Friday, 11 April 2014

The Story of the Flying Ice Cream

Training for a marathon is gruelling, testing, punishing, painful and later on, rewarding, triumphant, moving and life-changing, but upon reflection, and amid all the loaded, poignant emotions, it’s easy to forget the downright amusing things that can happen while trudging through the world in pursuit of fitness.

One incident that I’ve been dying to share, but somehow never found time to, happened about a month ago, on one of my final long runs ahead of the Brighton Marathon.

It was one of the first warm Sundays of the year and the fine weather had drawn hordes of people to the streets and parks of London -  to such an extent that the latter part of my workout turned into a veritable assault course, around trundling tourists, warbling babies, flocks of shoppers and fellow frustrated athletes.

I was nearing the end of my run, about to turn into my borough, when suddenly, as if having fallen from the heavens,  a perfect scoop of strawberry ice cream came hurtling towards me and planted itself firmly on my sweaty collarbone, narrowly missing my perplexed  face.

Any distance runner will know that towards the end of a long session, your mind can become absent. Often I find myself in nearly meditating as I conquer the final kilometres. Obviously, in any situation, a lump of ice cream landing on you out of the blue would come as a surprise, but in my oblivious and self-involved state, almost hypnotized by the rhythm of my gait and the music from my headphones, I was so stunned, that all I could do was stop dead in my tracks and laugh.

Now there are few things that are funnier than the bewildered look on someone’s face when they’ve unexpectedly had a scoop of ice cream catapulted at them, but one thing that has an edge on that, is if that face happens to be sweaty and as red as a tomato and laughing hysterically in a sort of possessed I’ve-got-no-idea-what’s-going-on-so-all-I-can-do-is-laugh-about-it way.

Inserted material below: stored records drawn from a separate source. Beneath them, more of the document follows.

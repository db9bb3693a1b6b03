//src/history_view.rs
//! Read-side shaping of history: filtering, date grouping, name lookups,
//! catalog search and chart series. Everything here is pure and works on
//! records already loaded from the store.

use crate::compare::parse_reading;
use crate::models::{Category, Exercise, HistoryEntry, Timestamp, WorkoutSheet};
use chrono::format::{Item, StrftimeItems};
use chrono::{Local, NaiveDate, TimeZone};
use std::collections::HashMap;
use std::fmt::Write;
use tracing::debug;

pub const UNCATEGORIZED: &str = "Uncategorized";
pub const UNKNOWN_EXERCISE: &str = "Unknown exercise";
pub const DEFAULT_DATE_FORMAT: &str = "%d/%m/%Y";

/// Whether chrono understands every specifier in `date_format`.
pub fn is_valid_date_format(date_format: &str) -> bool {
    !StrftimeItems::new(date_format).any(|item| matches!(item, Item::Error))
}

/// Calendar date of `timestamp` in the local time zone.
pub fn local_date(timestamp: Timestamp) -> Option<NaiveDate> {
    Local
        .timestamp_millis_opt(timestamp)
        .single()
        .map(|dt| dt.date_naive())
}

/// Formats in local time. A format chrono cannot render falls back to the
/// plain `Display` of the date time.
pub fn format_timestamp(timestamp: Timestamp, date_format: &str) -> String {
    let Some(dt) = Local.timestamp_millis_opt(timestamp).single() else {
        return timestamp.to_string();
    };
    let mut out = String::new();
    if write!(out, "{}", dt.format(date_format)).is_err() {
        debug!(%date_format, "unrenderable date format");
        return dt.to_string();
    }
    out
}

/// Id to name lookups over the loaded categories and exercises. Dangling
/// references resolve to placeholder names instead of failing.
#[derive(Debug, Default)]
pub struct Catalog {
    categories: HashMap<String, Category>,
    exercises: HashMap<String, Exercise>,
}

impl Catalog {
    pub fn new(categories: Vec<Category>, exercises: Vec<Exercise>) -> Self {
        Self {
            categories: categories.into_iter().map(|c| (c.id.clone(), c)).collect(),
            exercises: exercises.into_iter().map(|e| (e.id.clone(), e)).collect(),
        }
    }

    pub fn exercise(&self, id: &str) -> Option<&Exercise> {
        self.exercises.get(id)
    }

    /// Name of the exercise, `None` when it no longer exists.
    pub fn find_exercise_name(&self, id: &str) -> Option<&str> {
        self.exercises.get(id).map(|e| e.name.as_str())
    }

    pub fn find_category_name(&self, id: &str) -> Option<&str> {
        self.categories.get(id).map(|c| c.name.as_str())
    }

    /// Name of the category the exercise belongs to, `None` when either
    /// lookup dangles.
    pub fn find_category_of_exercise(&self, exercise_id: &str) -> Option<&str> {
        let exercise = self.exercises.get(exercise_id)?;
        self.find_category_name(&exercise.category_id)
    }

    pub fn exercise_name(&self, id: &str) -> &str {
        self.find_exercise_name(id).unwrap_or(UNKNOWN_EXERCISE)
    }

    pub fn category_name(&self, id: &str) -> &str {
        match self.categories.get(id) {
            Some(category) => &category.name,
            None => {
                debug!(category_id = %id, "dangling category reference");
                UNCATEGORIZED
            }
        }
    }

    pub fn category_of_exercise(&self, exercise_id: &str) -> &str {
        match self.exercises.get(exercise_id) {
            Some(exercise) => self.category_name(&exercise.category_id),
            None => UNCATEGORIZED,
        }
    }
}

#[derive(Debug, Clone, Default)]
pub struct HistoryFilter {
    pub search: Option<String>,
    pub exercise_id: Option<String>,
    pub date: Option<NaiveDate>,
}

fn contains_ci(haystack: &str, needle_lower: &str) -> bool {
    haystack.to_lowercase().contains(needle_lower)
}

impl HistoryFilter {
    pub fn matches(&self, entry: &HistoryEntry, catalog: &Catalog) -> bool {
        let text_ok = match self.search.as_deref().map(str::trim) {
            None | Some("") => true,
            Some(text) => {
                let needle = text.to_lowercase();
                catalog
                    .find_exercise_name(&entry.exercise_id)
                    .is_some_and(|name| contains_ci(name, &needle))
                    || catalog
                        .find_category_of_exercise(&entry.exercise_id)
                        .is_some_and(|name| contains_ci(name, &needle))
                    || entry
                        .comment
                        .as_deref()
                        .is_some_and(|c| contains_ci(c, &needle))
            }
        };
        let exercise_ok = self
            .exercise_id
            .as_deref()
            .map_or(true, |id| id == entry.exercise_id);
        let date_ok = self
            .date
            .map_or(true, |date| local_date(entry.timestamp) == Some(date));
        text_ok && exercise_ok && date_ok
    }

    /// Keeps matching entries in their given order.
    pub fn apply(&self, entries: Vec<HistoryEntry>, catalog: &Catalog) -> Vec<HistoryEntry> {
        entries
            .into_iter()
            .filter(|entry| self.matches(entry, catalog))
            .collect()
    }
}

#[derive(Debug, Clone, PartialEq)]
pub struct HistoryGroup {
    /// Formatted date, or empty when grouping is off.
    pub label: String,
    pub entries: Vec<HistoryEntry>,
}

/// Partitions entries by formatted local date in first-seen order. With
/// grouping disabled everything lands in one unlabeled group.
pub fn group_by_date(entries: Vec<HistoryEntry>, date_format: &str, enabled: bool) -> Vec<HistoryGroup> {
    if !enabled {
        return vec![HistoryGroup {
            label: String::new(),
            entries,
        }];
    }
    let date_format = if is_valid_date_format(date_format) {
        date_format
    } else {
        DEFAULT_DATE_FORMAT
    };
    let mut groups: Vec<HistoryGroup> = Vec::new();
    for entry in entries {
        let label = format_timestamp(entry.timestamp, date_format);
        match groups.iter_mut().find(|g| g.label == label) {
            Some(group) => group.entries.push(entry),
            None => groups.push(HistoryGroup {
                label,
                entries: vec![entry],
            }),
        }
    }
    groups
}

pub fn search_categories<'a>(categories: &'a [Category], text: &str) -> Vec<&'a Category> {
    let needle = text.trim().to_lowercase();
    categories
        .iter()
        .filter(|c| contains_ci(&c.name, &needle) || contains_ci(&c.description, &needle))
        .collect()
}

pub fn search_exercises<'a>(exercises: &'a [Exercise], catalog: &Catalog, text: &str) -> Vec<&'a Exercise> {
    let needle = text.trim().to_lowercase();
    exercises
        .iter()
        .filter(|e| {
            contains_ci(&e.name, &needle)
                || contains_ci(&e.body_part.to_string(), &needle)
                || catalog
                    .find_category_name(&e.category_id)
                    .is_some_and(|name| contains_ci(name, &needle))
        })
        .collect()
}

/// `(timestamp, value)` points for one parameter, oldest first. Entries
/// without the parameter are left out; non-numeric values plot as 0.
pub fn chart_series(entries: &[HistoryEntry], parameter: &str) -> Vec<(Timestamp, f64)> {
    // Input is newest first; ties keep insertion order.
    let mut points: Vec<(Timestamp, f64)> = entries
        .iter()
        .rev()
        .filter_map(|entry| {
            entry
                .parameters
                .get(parameter)
                .map(|raw| (entry.timestamp, parse_reading(raw).unwrap_or(0.0)))
        })
        .collect();
    points.sort_by_key(|(ts, _)| *ts);
    points
}

#[derive(Debug, Clone, Copy, PartialEq, Eq)]
pub struct SheetSummary {
    pub exercise_count: usize,
    pub total_sets: u32,
}

pub fn sheet_summary(sheet: &WorkoutSheet) -> SheetSummary {
    SheetSummary {
        exercise_count: sheet.exercises.len(),
        total_sets: sheet.total_sets(),
    }
}

#[cfg(test)]
mod tests {
    use super::*;
    use crate::models::{BodyPart, Parameters};

    fn category(id: &str, name: &str) -> Category {
        Category {
            id: id.into(),
            name: name.into(),
            description: String::new(),
            created_at: 0,
            updated_at: 0,
        }
    }

    fn exercise(id: &str, name: &str, category_id: &str) -> Exercise {
        Exercise {
            id: id.into(),
            name: name.into(),
            category_id: category_id.into(),
            body_part: BodyPart::Legs,
            parameters: Parameters::new(),
            created_at: 0,
            updated_at: 0,
        }
    }

    fn at(date: NaiveDate, hour: u32) -> Timestamp {
        Local
            .from_local_datetime(&date.and_hms_opt(hour, 0, 0).unwrap())
            .earliest()
            .unwrap()
            .timestamp_millis()
    }

    fn entry(id: &str, exercise_id: &str, timestamp: Timestamp, comment: Option<&str>) -> HistoryEntry {
        HistoryEntry {
            id: id.into(),
            exercise_id: exercise_id.into(),
            parameters: Parameters::from([("weight".to_string(), "80".to_string())]),
            previous_parameters: Parameters::new(),
            timestamp,
            comment: comment.map(str::to_string),
        }
    }

    fn catalog() -> Catalog {
        Catalog::new(
            vec![category("c1", "Strength")],
            vec![
                exercise("squat", "Back Squat", "c1"),
                exercise("row", "Row", "c1"),
                exercise("orphan", "Plank", "gone"),
            ],
        )
    }

    #[test]
    fn text_search_matches_exercise_name_case_insensitively() {
        let day = NaiveDate::from_ymd_opt(2024, 3, 1).unwrap();
        let filter = HistoryFilter {
            search: Some("squat".into()),
            ..Default::default()
        };
        let catalog = catalog();
        assert!(filter.matches(&entry("1", "squat", at(day, 9), None), &catalog));
        assert!(!filter.matches(&entry("2", "row", at(day, 9), Some("pulled")), &catalog));
        assert!(filter.matches(&entry("3", "row", at(day, 9), Some("before SQUATS")), &catalog));
    }

    #[test]
    fn text_search_reaches_category_name() {
        let day = NaiveDate::from_ymd_opt(2024, 3, 1).unwrap();
        let filter = HistoryFilter {
            search: Some("strength".into()),
            ..Default::default()
        };
        let catalog = catalog();
        assert!(filter.matches(&entry("1", "row", at(day, 9), None), &catalog));
        assert!(!filter.matches(&entry("2", "orphan", at(day, 9), None), &catalog));
    }

    #[test]
    fn placeholder_names_are_not_searchable() {
        let day = NaiveDate::from_ymd_opt(2024, 3, 1).unwrap();
        let catalog = catalog();
        for text in ["cat", "unknown", "ex"] {
            let filter = HistoryFilter {
                search: Some(text.into()),
                ..Default::default()
            };
            assert!(!filter.matches(&entry("1", "orphan", at(day, 9), None), &catalog), "{text}");
            assert!(!filter.matches(&entry("2", "missing", at(day, 9), None), &catalog), "{text}");
        }
        let exercises = vec![exercise("orphan", "Plank", "gone")];
        assert!(search_exercises(&exercises, &catalog, "uncat").is_empty());
    }

    #[test]
    fn exercise_and_date_filters_combine() {
        let monday = NaiveDate::from_ymd_opt(2024, 3, 4).unwrap();
        let tuesday = NaiveDate::from_ymd_opt(2024, 3, 5).unwrap();
        let entries = vec![
            entry("1", "squat", at(monday, 8), None),
            entry("2", "squat", at(tuesday, 8), None),
            entry("3", "row", at(monday, 20), None),
        ];
        let filter = HistoryFilter {
            exercise_id: Some("squat".into()),
            date: Some(monday),
            ..Default::default()
        };
        let kept = filter.apply(entries, &catalog());
        assert_eq!(kept.len(), 1);
        assert_eq!(kept[0].id, "1");
    }

    #[test]
    fn grouping_keeps_first_seen_order() {
        let d1 = NaiveDate::from_ymd_opt(2024, 3, 5).unwrap();
        let d2 = NaiveDate::from_ymd_opt(2024, 3, 4).unwrap();
        let entries = vec![
            entry("a", "squat", at(d1, 18), None),
            entry("b", "row", at(d1, 7), None),
            entry("c", "squat", at(d2, 12), None),
        ];
        let groups = group_by_date(entries.clone(), "%d/%m/%Y", true);
        assert_eq!(groups.len(), 2);
        assert_eq!(groups[0].label, "05/03/2024");
        assert_eq!(groups[0].entries.len(), 2);
        assert_eq!(groups[1].label, "04/03/2024");

        let single = group_by_date(entries, "%d/%m/%Y", false);
        assert_eq!(single.len(), 1);
        assert_eq!(single[0].entries.len(), 3);
    }

    #[test]
    fn bad_date_format_does_not_panic() {
        let day = NaiveDate::from_ymd_opt(2024, 3, 5).unwrap();
        assert!(!is_valid_date_format("%Q"));
        assert!(is_valid_date_format("%Y-%m-%d"));

        let entries = vec![entry("a", "squat", at(day, 9), None), entry("b", "row", at(day, 18), None)];
        let groups = group_by_date(entries, "%Q", true);
        assert_eq!(groups.len(), 1);
        assert_eq!(groups[0].label, "05/03/2024");

        assert!(format_timestamp(at(day, 9), "%Q %H").starts_with("2024-03-05"));
    }

    #[test]
    fn dangling_references_get_placeholders() {
        let catalog = catalog();
        assert_eq!(catalog.category_of_exercise("orphan"), UNCATEGORIZED);
        assert_eq!(catalog.exercise_name("missing"), UNKNOWN_EXERCISE);
        assert_eq!(catalog.category_of_exercise("missing"), UNCATEGORIZED);
    }

    #[test]
    fn catalog_search_covers_body_part_and_category() {
        let catalog = catalog();
        let exercises = vec![exercise("squat", "Back Squat", "c1"), exercise("row", "Row", "c1")];
        assert_eq!(search_exercises(&exercises, &catalog, "LEGS").len(), 2);
        assert_eq!(search_exercises(&exercises, &catalog, "row").len(), 1);
        let categories = vec![category("c1", "Strength"), category("c2", "Cardio")];
        assert_eq!(search_categories(&categories, "card").len(), 1);
    }

    #[test]
    fn chart_series_is_ascending_with_non_numeric_as_zero() {
        let mut newer = entry("2", "squat", 2_000, None);
        newer.parameters.insert("weight".into(), "heavy".into());
        let older = entry("1", "squat", 1_000, None);
        let points = chart_series(&[newer, older], "weight");
        assert_eq!(points, vec![(1_000, 80.0), (2_000, 0.0)]);
        assert!(chart_series(&[entry("3", "squat", 5, None)], "reps").is_empty());
    }
}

I would have felt more comfortable had I known someone to share this bizarre joke with, but I was alone in a throng of shoppers, who’d now inevitably labelled me as a madwoman. Mothers were probably tugging at their children’s hands. “Walk on this side of me darling, stay away from that crazy lady.”

A few seconds later I caught the mischievous eye of a young boy in the crowd, with a mix of guilt, amusement and intrigue plastered upon his angelic face and a tell-tale empty cup in one hand, a plastic spoon in the other.

I could tell he was weighing up his options. “Do I run for dear life? Do I apologies profusely?” But a split second later, a cheeky grin curled its way across his lips, quickly transforming into an infectious and face-splitting smirk. I gave him a mock look of disapproval, but with strawberry ice cream now dripping off my chest, I could hardly sustain it for long.

I gave him one last shake of my head, tried to flick a drop or two of the gluey mass in his direction, before resuming my run, a little stickier but certainly more flavoursome than before.

And the moral of the story?

Well as runners, we should always expect the unexpected, and as humans? Perhaps just try to learn to live with whatever life throws at you.

Be it a set-back, a challenge, or a defeat, if you can’t laugh it off, at least wipe it off. And if it makes your hair and skin smell of berries, sugar and cream, then it can’t really be that bad after all, can it?